While it may be a funny thing for a divorce lawyer to say, I am a big proponent of marriage and have been married for over fourteen years. I believe that marriage can be a wonderful thing for adults and children alike. But what are we try to accomplish by forcing people to marry in order to maintain custody or overnight visitation with their children? Does a license really set the standard for an individual’s morality, and conversely, their ability to parent their children?

In general, we as a society want people to marry because they are ready to make a deep and longstanding legal and social commitment to one another and we ask Americans enjoy the freedom to choose our spouse. On the other hand, it is commonly claimed that over fifty percent of marriages end in divorce. It would be interesting to know what the divorce rate is of people who married one another because they wished to remain living with their significant other while not losing custody or overnight visitation with their children. I suspect that the divorce rate of these marriages will be higher simply because the parties have been forced into marriage. By forcing people to marry, are we not also increasing the divorce rate and the resulting societal dysfunction which we were trying to avoid to begin with by encouraging the marriage? Ultimately, what can be the success rate of people forced to marry for the wrong reasons?

If our societal goal is to perpetuate the institution of marriage, our mission has been accomplished.
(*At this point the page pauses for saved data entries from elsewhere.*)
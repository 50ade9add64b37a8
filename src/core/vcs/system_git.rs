//! System git backend
//!
//! Every query is a single `git` subprocess whose stdout is a newline-separated
//! list of paths. Nothing here mutates the repository.

use crate::core::error::{GateError, GateResult, GitError, ResultExt};
use std::path::{Path, PathBuf};
use std::process::Command;

/// Git backend using system git (zero crate dependencies)
pub struct SystemGit {
  /// Working tree root
  work_tree: PathBuf,
}

impl SystemGit {
  /// Open the git repository containing `path`
  pub fn open(path: &Path) -> GateResult<Self> {
    let output = Command::new("git")
      .arg("-C")
      .arg(path)
      .args(["rev-parse", "--show-toplevel"])
      .output()
      .context("Failed to execute git rev-parse")?;

    if !output.status.success() {
      let stderr = String::from_utf8_lossy(&output.stderr);
      if stderr.contains("not a git repository") {
        return Err(GateError::Git(GitError::RepoNotFound {
          path: path.to_path_buf(),
        }));
      }
      return Err(GateError::message(format!("Failed to open git repository: {}", stderr)));
    }

    let stdout = String::from_utf8_lossy(&output.stdout);
    Ok(Self {
      work_tree: PathBuf::from(stdout.trim()),
    })
  }

  /// Working tree root (the monorepo root)
  pub fn work_tree(&self) -> &Path {
    &self.work_tree
  }

  /// Files added or modified in the index relative to HEAD
  pub fn staged_files(&self) -> GateResult<Vec<String>> {
    self.name_list(&["diff", "--name-only", "--cached", "--diff-filter=ACMR"])
  }

  /// Files differing between the merge base of `base` and `head`, and `head`
  pub fn diff_names(&self, base: &str, head: &str) -> GateResult<Vec<String>> {
    let range = format!("{}...{}", base, head);
    self.name_list(&["diff", "--name-only", &range])
  }

  /// Every tracked file
  pub fn tracked_files(&self) -> GateResult<Vec<String>> {
    self.name_list(&["ls-files"])
  }

  fn name_list(&self, args: &[&str]) -> GateResult<Vec<String>> {
    tracing::debug!("git {}", args.join(" "));

    let output = self
      .git_cmd()
      .args(args)
      .output()
      .with_context(|| format!("Failed to execute git {}", args.join(" ")))?;

    if !output.status.success() {
      let stderr = String::from_utf8_lossy(&output.stderr);
      return Err(GateError::Git(GitError::CommandFailed {
        command: format!("git {}", args.join(" ")),
        stderr: stderr.trim().to_string(),
      }));
    }

    Ok(
      String::from_utf8_lossy(&output.stdout)
        .lines()
        .map(|line| line.to_string())
        .collect(),
    )
  }

  /// Create a safe git command with isolated environment
  ///
  /// - Sets working directory to the work tree
  /// - Clears environment variables
  /// - Whitelists only PATH and HOME
  /// - Forces unquoted path output
  fn git_cmd(&self) -> Command {
    let mut cmd = Command::new("git");

    cmd.arg("-C").arg(&self.work_tree);

    cmd.env_clear();
    if let Ok(path) = std::env::var("PATH") {
      cmd.env("PATH", path);
    }
    if let Ok(home) = std::env::var("HOME") {
      cmd.env("HOME", home);
    }

    cmd.arg("-c").arg("core.quotePath=false");

    cmd
  }
}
If our societal goal is to support long lasting marriages and a healthy society, how can we do this if people are blackmailed to the altar or the justice of the peace? In other words, if our society compels people to marry for the wrong reasons, aren’t we doing society and our children a disservice by imposing a life plan on them that may not be what is in their best interests? Should morality be legislated by our government?



  1. Bob Upton says:

    Welcome to AR Anthony!

    You have posed many good questions so I will keep my responses brief.

    >”Should morality be legislated by our government?” Government may try, but it cannot legislate morality in a people who are not self-regulated by morality.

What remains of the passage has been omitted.